Description of the task: Exactly as written, output each of the entries below.

(Data items)

=-=-=

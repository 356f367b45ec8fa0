use super::ExportError;

/// Ширина страницы A4, мм
pub const PAGE_WIDTH_MM: f64 = 210.0;
/// Высота страницы A4, мм
pub const PAGE_HEIGHT_MM: f64 = 297.0;
pub const MM_TO_PT: f64 = 72.0 / 25.4;

/// Раскладка одного изображения по страницам
#[derive(Debug, Clone, PartialEq)]
pub struct PagePlan {
    /// Image size in mm once scaled to the page width
    pub image_width: f64,
    pub image_height: f64,
    /// Vertical offset of the image's top edge on each page, in mm
    pub offsets: Vec<f64>,
}

impl PagePlan {
    /// Scales a captured bitmap to the A4 width and plans its pages.
    pub fn for_image(width_px: u32, height_px: u32) -> Result<Self, ExportError> {
        if width_px == 0 || height_px == 0 {
            return Err(ExportError::EmptyImage);
        }
        let image_height = f64::from(height_px) * PAGE_WIDTH_MM / f64::from(width_px);
        Ok(Self::for_height(image_height))
    }

    /// `ceil(H / P)` pages, page `i` offset by `-(i * P)`. At least one page.
    pub fn for_height(image_height: f64) -> Self {
        // Tolerate float noise so an exact multiple of the page height does
        // not spill onto an empty extra page.
        let pages = ((image_height / PAGE_HEIGHT_MM) - 1e-9).ceil().max(1.0) as usize;
        let offsets = (0..pages).map(|i| -(i as f64) * PAGE_HEIGHT_MM).collect();
        Self {
            image_width: PAGE_WIDTH_MM,
            image_height,
            offsets,
        }
    }

    pub fn page_count(&self) -> usize {
        self.offsets.len()
    }

    /// Lower-left corner of the image on page `page`, in PDF points
    /// (origin at the bottom-left of the page).
    pub fn image_origin_pt(&self, page: usize) -> (f64, f64) {
        let top = self.offsets.get(page).copied().unwrap_or(0.0);
        let bottom_from_top = top + self.image_height;
        (0.0, (PAGE_HEIGHT_MM - bottom_from_top) * MM_TO_PT)
    }
}

#[cfg(test)]
mod tests {
    use super::*;

    fn assert_close(a: f64, b: f64) {
        assert!((a - b).abs() < 1e-6, "{a} != {b}");
    }

    #[test]
    fn test_tall_image_spans_three_pages() {
        let plan = PagePlan::for_height(650.0);
        assert_eq!(plan.page_count(), 3);
        assert_eq!(plan.offsets, vec![0.0, -297.0, -594.0]);
    }

    #[test]
    fn test_short_image_is_one_page() {
        assert_eq!(PagePlan::for_height(120.0).page_count(), 1);
        assert_eq!(PagePlan::for_height(297.0).page_count(), 1);
        assert_eq!(PagePlan::for_height(297.5).page_count(), 2);
    }

    #[test]
    fn test_exact_multiple_has_no_extra_page() {
        assert_eq!(PagePlan::for_height(594.0).page_count(), 2);
    }

    #[test]
    fn test_image_scaled_to_page_width() {
        // 2x capture of a 794 x 2457 CSS px invoice
        let plan = PagePlan::for_image(1588, 4914).unwrap();
        assert_close(plan.image_width, 210.0);
        assert_close(plan.image_height, 4914.0 * 210.0 / 1588.0);
        assert_eq!(plan.page_count(), 3);
    }

    #[test]
    fn test_empty_capture_is_rejected() {
        assert_eq!(PagePlan::for_image(0, 100), Err(ExportError::EmptyImage));
        assert_eq!(PagePlan::for_image(100, 0), Err(ExportError::EmptyImage));
    }

    #[test]
    fn test_image_origin_moves_up_one_page_per_page() {
        let plan = PagePlan::for_height(650.0);
        let (_, first) = plan.image_origin_pt(0);
        let (_, second) = plan.image_origin_pt(1);
        assert_close(first, (297.0 - 650.0) * MM_TO_PT);
        assert_close(second - first, 297.0 * MM_TO_PT);
    }
}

=-=-=

Reply to the exercise:
repository 356f367b45ec8fa0
use super::ExportError;

/// Ширина страницы A4, мм
pub const PAGE_WIDTH_MM: f64 = 210.0;
/// Высота страницы A4, мм
pub const PAGE_HEIGHT_MM: f64 = 297.0;
pub const MM_TO_PT: f64 = 72.0 / 25.4;

/// Раскладка одного изображения по страницам
#[derive(Debug, Clone, PartialEq)]
pub struct PagePlan {
    /// Image size in mm once scaled to the page width
    pub image_width: f64,
    pub image_height: f64,
    /// Vertical offset of the image's top edge on each page, in mm
    pub offsets: Vec<f64>,
}

impl PagePlan {
    /// Scales a captured bitmap to the A4 width and plans its pages.
    pub fn for_image(width_px: u32, height_px: u32) -> Result<Self, ExportError> {
        if width_px == 0 || height_px == 0 {
            return Err(ExportError::EmptyImage);
        }
        let image_height = f64::from(height_px) * PAGE_WIDTH_MM / f64::from(width_px);
        Ok(Self::for_height(image_height))
    }

    /// `ceil(H / P)` pages, page `i` offset by `-(i * P)`. At least one page.
    pub fn for_height(image_height: f64) -> Self {
        // Tolerate float noise so an exact multiple of the page height does
        // not spill onto an empty extra page.
        let pages = ((image_height / PAGE_HEIGHT_MM) - 1e-9).ceil().max(1.0) as usize;
        let offsets = (0..pages).map(|i| -(i as f64) * PAGE_HEIGHT_MM).collect();
        Self {
            image_width: PAGE_WIDTH_MM,
            image_height,
            offsets,
        }
    }

    pub fn page_count(&self) -> usize {
        self.offsets.len()
    }

    /// Lower-left corner of the image on page `page`, in PDF points
    /// (origin at the bottom-left of the page).
    pub fn image_origin_pt(&self, page: usize) -> (f64, f64) {
        let top = self.offsets.get(page).copied().unwrap_or(0.0);
        let bottom_from_top = top + self.image_height;
        (0.0, (PAGE_HEIGHT_MM - bottom_from_top) * MM_TO_PT)
    }
}

#[cfg(test)]
mod tests {
    use super::*;

    fn assert_close(a: f64, b: f64) {
        assert!((a - b).abs() < 1e-6, "{a} != {b}");
    }

    #[test]
    fn test_tall_image_spans_three_pages() {
        let plan = PagePlan::for_height(650.0);
        assert_eq!(plan.page_count(), 3);
        assert_eq!(plan.offsets, vec![0.0, -297.0, -594.0]);
    }

    #[test]
    fn test_short_image_is_one_page() {
        assert_eq!(PagePlan::for_height(120.0).page_count(), 1);
        assert_eq!(PagePlan::for_height(297.0).page_count(), 1);
        assert_eq!(PagePlan::for_height(297.5).page_count(), 2);
    }

    #[test]
    fn test_exact_multiple_has_no_extra_page() {
        assert_eq!(PagePlan::for_height(594.0).page_count(), 2);
    }

    #[test]
    fn test_image_scaled_to_page_width() {
        // 2x capture of a 794 x 2457 CSS px invoice
        let plan = PagePlan::for_image(1588, 4914).unwrap();
        assert_close(plan.image_width, 210.0);
        assert_close(plan.image_height, 4914.0 * 210.0 / 1588.0);
        assert_eq!(plan.page_count(), 3);
    }

    #[test]
    fn test_empty_capture_is_rejected() {
        assert_eq!(PagePlan::for_image(0, 100), Err(ExportError::EmptyImage));
        assert_eq!(PagePlan::for_image(100, 0), Err(ExportError::EmptyImage));
    }

    #[test]
    fn test_image_origin_moves_up_one_page_per_page() {
        let plan = PagePlan::for_height(650.0);
        let (_, first) = plan.image_origin_pt(0);
        let (_, second) = plan.image_origin_pt(1);
        assert_close(first, (297.0 - 650.0) * MM_TO_PT);
        assert_close(second - first, 297.0 * MM_TO_PT);
    }
}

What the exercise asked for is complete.